| Records supplied |
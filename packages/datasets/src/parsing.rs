//! Shared parsing utilities for raw dataset fields.
//!
//! Date keys are derived by slicing the raw timestamp text, matching how
//! the exports format them (`2019-03-09T00:00:00.000`), so no timezone or
//! locale handling is involved.

use chrono::NaiveDate;

/// Date layouts seen in calendar-style exports, tried in order.
const CALENDAR_DATE_FORMATS: &[&str] = &["%B %d, %Y", "%d %B %Y", "%Y-%m-%d", "%m/%d/%Y"];

/// Returns the first `n` characters of `s`, or all of `s` if it is shorter.
#[must_use]
pub fn prefix(s: &str, n: usize) -> &str {
    s.char_indices().nth(n).map_or(s, |(i, _)| &s[..i])
}

/// Parses an integer column, accepting float-formatted whole numbers such
/// as `"12.0"`. Returns `None` for empty or non-integral values.
#[must_use]
#[allow(clippy::cast_possible_truncation, clippy::cast_precision_loss)]
pub fn parse_integer(value: &str) -> Option<i64> {
    let value = value.trim();
    if let Ok(n) = value.parse::<i64>() {
        return Some(n);
    }
    let f = value.parse::<f64>().ok()?;
    if f.is_finite() && f.fract() == 0.0 && f.abs() < i64::MAX as f64 {
        Some(f as i64)
    } else {
        None
    }
}

/// Parses a currency amount such as `"$52,806"`.
///
/// Returns `None` if the value does not start with `$` or is not a whole
/// number once the `$` and thousands separators are removed.
#[must_use]
pub fn parse_currency(value: &str) -> Option<i64> {
    let digits: String = value
        .trim()
        .strip_prefix('$')?
        .chars()
        .filter(|c| *c != ',')
        .collect();
    digits.trim().parse::<i64>().ok()
}

/// Parses a population count, allowing thousands separators. An empty
/// value counts as zero.
#[must_use]
pub fn parse_count(value: &str) -> Option<u64> {
    let digits: String = value.trim().chars().filter(|c| *c != ',').collect();
    if digits.is_empty() {
        return Some(0);
    }
    digits.parse::<u64>().ok()
}

/// Parses a calendar date in any of the supported layouts.
#[must_use]
pub fn parse_calendar_date(value: &str) -> Option<NaiveDate> {
    let value = value.trim();
    CALENDAR_DATE_FORMATS
        .iter()
        .find_map(|fmt| NaiveDate::parse_from_str(value, fmt).ok())
}

/// Parses a `YYYY-MM-DD` key as produced by the crime cleaner.
#[must_use]
pub fn parse_date_key(value: &str) -> Option<NaiveDate> {
    NaiveDate::parse_from_str(value, "%Y-%m-%d").ok()
}

#[cfg(test)]
mod tests {
    use super::*;

    #[test]
    fn prefix_slices_by_characters() {
        assert_eq!(prefix("2019-03-09T00:00:00.000", 4), "2019");
        assert_eq!(prefix("2019-03-09T00:00:00.000", 10), "2019-03-09");
        assert_eq!(prefix("201", 4), "201");
        assert_eq!(prefix("", 4), "");
        assert_eq!(prefix("é2019", 2), "é2");
    }

    #[test]
    fn parses_integers_and_whole_floats() {
        assert_eq!(parse_integer("12"), Some(12));
        assert_eq!(parse_integer(" 24 "), Some(24));
        assert_eq!(parse_integer("12.0"), Some(12));
        assert_eq!(parse_integer("12.5"), None);
        assert_eq!(parse_integer(""), None);
        assert_eq!(parse_integer("abc"), None);
    }

    #[test]
    fn parses_currency_with_separators() {
        assert_eq!(parse_currency("$1,234"), Some(1234));
        assert_eq!(parse_currency("$52,806"), Some(52_806));
        assert_eq!(parse_currency("$0"), Some(0));
    }

    #[test]
    fn rejects_currency_without_prefix() {
        assert_eq!(parse_currency("N/A"), None);
        assert_eq!(parse_currency("1,234"), None);
        assert_eq!(parse_currency("$"), None);
        assert_eq!(parse_currency("$1,2x4"), None);
    }

    #[test]
    fn parses_counts() {
        assert_eq!(parse_count("1,500"), Some(1500));
        assert_eq!(parse_count(""), Some(0));
        assert_eq!(parse_count("-3"), None);
    }

    #[test]
    fn parses_calendar_date_layouts() {
        let expected = NaiveDate::from_ymd_opt(2014, 1, 16).unwrap();
        assert_eq!(parse_calendar_date("January 16, 2014"), Some(expected));
        assert_eq!(parse_calendar_date("16 January 2014"), Some(expected));
        assert_eq!(parse_calendar_date("2014-01-16"), Some(expected));
        assert_eq!(parse_calendar_date("01/16/2014"), Some(expected));
        assert_eq!(parse_calendar_date("someday"), None);
    }

    #[test]
    fn parses_date_keys() {
        assert_eq!(
            parse_date_key("2014-03-09"),
            NaiveDate::from_ymd_opt(2014, 3, 9)
        );
        assert_eq!(parse_date_key("2014-13-09"), None);
    }
}
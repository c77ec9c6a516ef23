//! Daylight saving time boundaries.
//!
//! The DST export lists, per year, the month/day on which DST starts and
//! ends (`March 9`, sometimes with a weekday prefix like `Sunday, March 9`).
//! Full timestamps are built by appending the year, at midnight.

use std::io::Read;
use std::path::Path;

use chrono::{Datelike as _, NaiveDate, NaiveDateTime, NaiveTime};
use civic_stats_dataset_models::{DstInterval, DstTable};
use serde::Deserialize;

use crate::DatasetError;
use crate::table::{Delimiter, for_each_row, open};

/// A raw row from the DST export.
#[derive(Debug, Deserialize)]
struct RawDst {
    #[serde(rename = "Year")]
    year: String,
    #[serde(rename = "Start")]
    start: String,
    #[serde(rename = "End")]
    end: String,
}

/// Loads and cleans the DST export at `path`.
///
/// # Errors
///
/// See [`clean_dst`].
pub fn load_dst(path: &Path) -> Result<DstTable, DatasetError> {
    clean_dst(open(path, "DST")?)
}

/// Cleans a raw DST export into a per-year lookup table.
///
/// # Errors
///
/// Returns [`DatasetError::InvalidInteger`] for a bad year,
/// [`DatasetError::InvalidDate`] for a month/day that does not form a date
/// in that year, or [`DatasetError::Csv`] if a row cannot be parsed.
pub fn clean_dst(reader: impl Read) -> Result<DstTable, DatasetError> {
    let mut intervals = Vec::new();

    for_each_row(reader, Delimiter::Comma, |row, raw: RawDst| {
        let year = raw
            .year
            .parse::<i32>()
            .map_err(|_| DatasetError::InvalidInteger {
                row,
                column: "Year".to_string(),
                value: raw.year.clone(),
            })?;

        intervals.push(DstInterval {
            year,
            start: complete_timestamp(row, &raw.start, year)?,
            end: complete_timestamp(row, &raw.end, year)?,
        });
        Ok(())
    })?;

    let table = DstTable::new(intervals);
    log::info!("Loaded DST intervals for {} years", table.len());

    Ok(table)
}

/// Returns whether daylight saving time is in effect at `at`.
///
/// # Errors
///
/// Returns [`DatasetError::YearNotFound`] if `table` has no interval for
/// the year of `at`.
pub fn in_dst(at: NaiveDateTime, table: &DstTable) -> Result<bool, DatasetError> {
    let year = at.year();
    table
        .get(year)
        .map(|interval| interval.contains(at))
        .ok_or(DatasetError::YearNotFound { year })
}

/// Date-only form of [`in_dst`], evaluated at midnight.
///
/// # Errors
///
/// Returns [`DatasetError::YearNotFound`] if `table` has no interval for
/// the year of `date`.
pub fn in_dst_on(date: NaiveDate, table: &DstTable) -> Result<bool, DatasetError> {
    in_dst(date.and_time(NaiveTime::MIN), table)
}

fn complete_timestamp(
    row: usize,
    month_day: &str,
    year: i32,
) -> Result<NaiveDateTime, DatasetError> {
    // Drop a leading weekday ("Sunday, March 9").
    let month_day = month_day
        .split_once(',')
        .map_or(month_day, |(_, rest)| rest)
        .trim();

    NaiveDate::parse_from_str(&format!("{month_day} {year}"), "%B %d %Y")
        .map(|date| date.and_time(NaiveTime::MIN))
        .map_err(|_| DatasetError::InvalidDate {
            row,
            value: format!("{month_day} {year}"),
        })
}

| The task |
Reprint the data above from the opening line to the line holding "tried in order.", inclusive, and nothing else.

| Finished task |
filename packages/datasets/src/parsing.rs
//! Shared parsing utilities for raw dataset fields.
//!
//! Date keys are derived by slicing the raw timestamp text, matching how
//! the exports format them (`2019-03-09T00:00:00.000`), so no timezone or
//! locale handling is involved.

use chrono::NaiveDate;

/// Date layouts seen in calendar-style exports, tried in order.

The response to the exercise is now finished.